Komagataella mondaviorum

Scientific classification
- Kingdom: Fungi
- Division: Ascomycota
- Class: Pichiomycetes
- Order: Pichiales
- Family: Pichiaceae
- Genus: Komagataella
- Species: K. mondaviorum
- Binomial name: Komagataella mondaviorum Naumov, 2018

= Komagataella mondaviorum =

- Genus: Komagataella
- Species: mondaviorum
- Authority: Naumov, 2018

Species of fungus

Komagataella mondaviorum is a species of ascomycete fungi existing as a yeast.

== Discovery ==
Komagataella mondaviorum was identified as a unique species in 2018 from strains collected throughout the 1950s and 1970s. The strains were previously believed to be Komagataella pastoris. K. mondaviorum was declared a distinct species due to differences in the genome found during DNA sequencing. It was named after Robert and Margrit Mondavi for their contributions to the California wine industry.

== Growth and morphology ==
Komagataella mondaviorum, when grown on malt extract agar, has been described as spherical or ovoid, with lengths ranging between 2-7 μm. Cells are observed to grow singly or in pairs. Colonies are white and smooth. Hat-shaped ascospores have been observed.

Glucose is fermented by K. mondaviorum; fermentation of other common sugars has not been observed. No growth occurs at or above 35°C.

== Phylogeny ==
Within Komagataella, K. mondaviorum is considered to be most closely related to K. populi and K. pseudopastoris.

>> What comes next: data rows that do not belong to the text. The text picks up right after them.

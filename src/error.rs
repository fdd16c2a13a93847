//! Error types and handling infrastructure for rwio.
//!
//! This module provides a centralized error handling system using `thiserror` for
//! the library error type. The `rwio` binary layers `anyhow` on top for context.
//!
//! ## Design Principles
//!
//! - **Distinct failure classes**: a missing optional codec is never reported as a bad file
//! - **Context preservation**: every error names the path, and where relevant the codec or line
//! - **No swallowing**: I/O errors from the platform pass through with their source attached

use std::path::{Path, PathBuf};
use thiserror::Error;

/// The main error type for rwio operations.
#[derive(Error, Debug)]
pub enum RwioError {
    /// File system related errors (permission denied, disk full, corrupt stream, etc.)
    #[error("File operation failed: {message}")]
    FileError {
        message: String,
        #[source]
        source: std::io::Error,
    },

    /// File or parent directory does not exist
    #[error("No such file or directory: {path}")]
    PathNotFound { path: PathBuf },

    /// Path exists but is not a regular file
    #[error("Path is not a regular file: {path}")]
    NotAFile { path: PathBuf },

    /// Unrecognized codec or file type name
    #[error("Unsupported format: {name} (valid options: {valid})")]
    UnsupportedFormat { name: String, valid: String },

    /// Operation not meaningful for the resolved codec or format
    #[error("Unsupported operation: {message}")]
    UnsupportedOperation { message: String },

    /// Optional support compiled out of this build
    #[error("Missing dependency: {feature} support is not available, rebuild rwio with the `{feature}` feature enabled")]
    MissingDependency { feature: &'static str },

    /// Content could not be decoded as the requested format
    #[error("Malformed data in {path}{}: {message}", location_suffix(.line, .column))]
    MalformedData {
        path: PathBuf,
        line: Option<usize>,
        column: Option<usize>,
        message: String,
    },

    /// Invalid call arguments
    #[error("Invalid argument: {message}")]
    InvalidArgument { message: String },
}

/// Standard Result type for rwio operations.
pub type Result<T> = std::result::Result<T, RwioError>;

fn location_suffix(line: &Option<usize>, column: &Option<usize>) -> String {
    match (line, column) {
        (Some(line), Some(column)) => format!(" at line {line}, column {column}"),
        (Some(line), None) => format!(" at line {line}"),
        _ => String::new(),
    }
}

impl RwioError {
    /// Create a FileError from an io::Error with additional context
    pub fn file_error(message: impl Into<String>, source: std::io::Error) -> Self {
        Self::FileError {
            message: message.into(),
            source,
        }
    }

    /// Classify an io::Error raised while opening `path`
    pub fn open_failed(path: &Path, source: std::io::Error) -> Self {
        match source.kind() {
            std::io::ErrorKind::NotFound => Self::PathNotFound {
                path: path.to_path_buf(),
            },
            _ => Self::file_error(format!("Failed to open {}", path.display()), source),
        }
    }

    /// Create a MalformedData error without position information
    pub fn malformed(path: &Path, message: impl Into<String>) -> Self {
        Self::MalformedData {
            path: path.to_path_buf(),
            line: None,
            column: None,
            message: message.into(),
        }
    }

    /// Create a MalformedData error pointing at a line and optional column
    pub fn malformed_at(
        path: &Path,
        line: usize,
        column: Option<usize>,
        message: impl Into<String>,
    ) -> Self {
        Self::MalformedData {
            path: path.to_path_buf(),
            line: Some(line),
            column,
            message: message.into(),
        }
    }

    /// Create an UnsupportedOperation error with a descriptive message
    pub fn unsupported(message: impl Into<String>) -> Self {
        Self::UnsupportedOperation {
            message: message.into(),
        }
    }

    /// Create an InvalidArgument error with a descriptive message
    pub fn invalid_argument(message: impl Into<String>) -> Self {
        Self::InvalidArgument {
            message: message.into(),
        }
    }
}

// Automatic conversion from io::Error to RwioError
impl From<std::io::Error> for RwioError {
    fn from(err: std::io::Error) -> Self {
        match err.kind() {
            std::io::ErrorKind::PermissionDenied => Self::FileError {
                message: "Permission denied".to_string(),
                source: err,
            },
            _ => Self::FileError {
                message: "IO operation failed".to_string(),
                source: err,
            },
        }
    }
}
//! Plain text reading and writing.
//!
//! Text is UTF-8 only. A whole-file read returns the content exactly as decoded;
//! line reads split on `\n` and drop the terminator, without producing an empty
//! element for a final trailing newline.

use crate::compression::{open_read, open_write, CodecRequest, StreamLines, WriteOptions};
use crate::error::Result;
use crate::formats::chunks::{validate_chunk_size, Chunks};
use std::path::Path;

/// Lazy sequence of line groups returned by [`read_lines_chunked`]
pub type LineChunks = Chunks<StreamLines>;

/// Read the whole decoded file as one string
pub fn read_text(path: impl AsRef<Path>, compression: impl Into<CodecRequest>) -> Result<String> {
    open_read(path.as_ref(), compression.into())?.read_all_text()
}

/// Read the decoded file as a list of lines
pub fn read_lines(
    path: impl AsRef<Path>,
    compression: impl Into<CodecRequest>,
) -> Result<Vec<String>> {
    open_read(path.as_ref(), compression.into())?.lines().collect()
}

/// Read the decoded file lazily in groups of `chunksize` lines.
///
/// The file stays open until the returned sequence is exhausted or dropped.
pub fn read_lines_chunked(
    path: impl AsRef<Path>,
    compression: impl Into<CodecRequest>,
    chunksize: usize,
) -> Result<LineChunks> {
    validate_chunk_size(chunksize)?;
    Chunks::new(open_read(path.as_ref(), compression.into())?.lines(), chunksize)
}

/// Write `text` verbatim.
///
/// Nothing is added: appending `"b"` after writing `"a"` yields `"ab"`. Use
/// [`write_lines`] for newline-terminated records.
pub fn write_text(path: impl AsRef<Path>, text: &str, options: &WriteOptions) -> Result<()> {
    let mut stream = open_write(path.as_ref(), options)?;
    stream.write_bytes(text.as_bytes())?;
    stream.finish()
}

/// Write each line followed by `\n`
pub fn write_lines<I>(path: impl AsRef<Path>, lines: I, options: &WriteOptions) -> Result<()>
where
    I: IntoIterator,
    I::Item: AsRef<str>,
{
    let mut stream = open_write(path.as_ref(), options)?;
    for line in lines {
        stream.write_bytes(line.as_ref().as_bytes())?;
        stream.write_bytes(b"\n")?;
    }
    stream.finish()
}

#[cfg(test)]
mod tests {
    use super::*;
    use crate::compression::Codec;
    use crate::error::RwioError;
    use tempfile::TempDir;

    #[test]
    fn test_text_is_returned_exactly() {
        let dir = TempDir::new().unwrap();
        let path = dir.path().join("exact.txt");
        let text = "These\nare words\n\nof a sentence\n\n";

        write_text(&path, text, &WriteOptions::new()).unwrap();
        assert_eq!(read_text(&path, CodecRequest::Infer).unwrap(), text);
    }

    #[test]
    fn test_read_lines_drops_only_final_terminator() {
        let dir = TempDir::new().unwrap();
        let path = dir.path().join("lines.txt");
        std::fs::write(&path, "a\nb\n\nc\n").unwrap();

        assert_eq!(
            read_lines(&path, CodecRequest::Infer).unwrap(),
            vec!["a", "b", "", "c"]
        );
    }

    #[test]
    fn test_read_lines_without_trailing_newline() {
        let dir = TempDir::new().unwrap();
        let path = dir.path().join("open_end.txt");
        std::fs::write(&path, "a\nb").unwrap();

        assert_eq!(read_lines(&path, CodecRequest::Infer).unwrap(), vec!["a", "b"]);
    }

    #[test]
    fn test_read_lines_empty_file() {
        let dir = TempDir::new().unwrap();
        let path = dir.path().join("empty.txt");
        std::fs::write(&path, "").unwrap();

        assert!(read_lines(&path, CodecRequest::Infer).unwrap().is_empty());
        assert_eq!(read_text(&path, CodecRequest::Infer).unwrap(), "");
    }

    #[test]
    fn test_write_lines_then_read_lines() {
        let dir = TempDir::new().unwrap();
        let path = dir.path().join("lines.txt.xz");
        let lines = vec!["first", "second", "third"];

        write_lines(&path, &lines, &WriteOptions::new()).unwrap();
        assert_eq!(read_lines(&path, CodecRequest::Infer).unwrap(), lines);
        assert_eq!(
            read_text(&path, CodecRequest::Infer).unwrap(),
            "first\nsecond\nthird\n"
        );
    }

    #[test]
    fn test_append_text_and_lines() {
        let dir = TempDir::new().unwrap();
        let path = dir.path().join("append.txt.bz2");

        write_lines(&path, ["one"], &WriteOptions::new()).unwrap();
        write_lines(&path, ["two", "three"], &WriteOptions::append()).unwrap();
        assert_eq!(
            read_lines(&path, CodecRequest::Infer).unwrap(),
            vec!["one", "two", "three"]
        );
    }

    #[test]
    fn test_chunked_lines() {
        let dir = TempDir::new().unwrap();
        let path = dir.path().join("chunks.txt.gz");
        let lines: Vec<String> = (1..=5).map(|i| format!("line {i}")).collect();
        write_lines(&path, &lines, &WriteOptions::new()).unwrap();

        let chunks: Vec<Vec<String>> = read_lines_chunked(&path, CodecRequest::Infer, 2)
            .unwrap()
            .collect::<Result<_>>()
            .unwrap();
        assert_eq!(
            chunks,
            vec![
                vec!["line 1".to_string(), "line 2".to_string()],
                vec!["line 3".to_string(), "line 4".to_string()],
                vec!["line 5".to_string()],
            ]
        );
    }

    #[test]
    fn test_chunksize_zero_is_invalid() {
        let dir = TempDir::new().unwrap();
        let path = dir.path().join("any.txt");
        std::fs::write(&path, "x\n").unwrap();

        assert!(matches!(
            read_lines_chunked(&path, CodecRequest::Infer, 0),
            Err(RwioError::InvalidArgument { .. })
        ));
    }

    #[cfg(feature = "zstd")]
    #[test]
    fn test_explicit_codec_with_plain_name() {
        let dir = TempDir::new().unwrap();
        let path = dir.path().join("hidden_zstd");

        write_text(&path, "zstd inside", &WriteOptions::new().compression(Codec::Zstd)).unwrap();
        assert_eq!(read_text(&path, Codec::Zstd).unwrap(), "zstd inside");
    }

    #[test]
    fn test_invalid_utf8_is_malformed() {
        let dir = TempDir::new().unwrap();
        let path = dir.path().join("latin1.txt");
        std::fs::write(&path, b"caf\xe9").unwrap();

        assert!(matches!(
            read_text(&path, CodecRequest::Infer),
            Err(RwioError::MalformedData { .. })
        ));
    }
}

== Ecology and distribution ==
Komagataella mondaviorum has been isolated from various tree species, including cottonwood (Populus deltoides), black cottonwood (Populus trichocarpa), black oak (Quercus kelloggii), willow (Salix sp.), and hackberry (Celtis sp.). It has been discovered in the United States (California, Washington, and Alaska) as well as Canada (British Columbia).

== Utility in industrial protein synthesis ==
Komagataella mondaviorum has been proposed as a promising candidate for protein synthesis at an industrial scale, with the potential to synthesize products more efficiently than commonly used Komagataella species such as K. phaffii.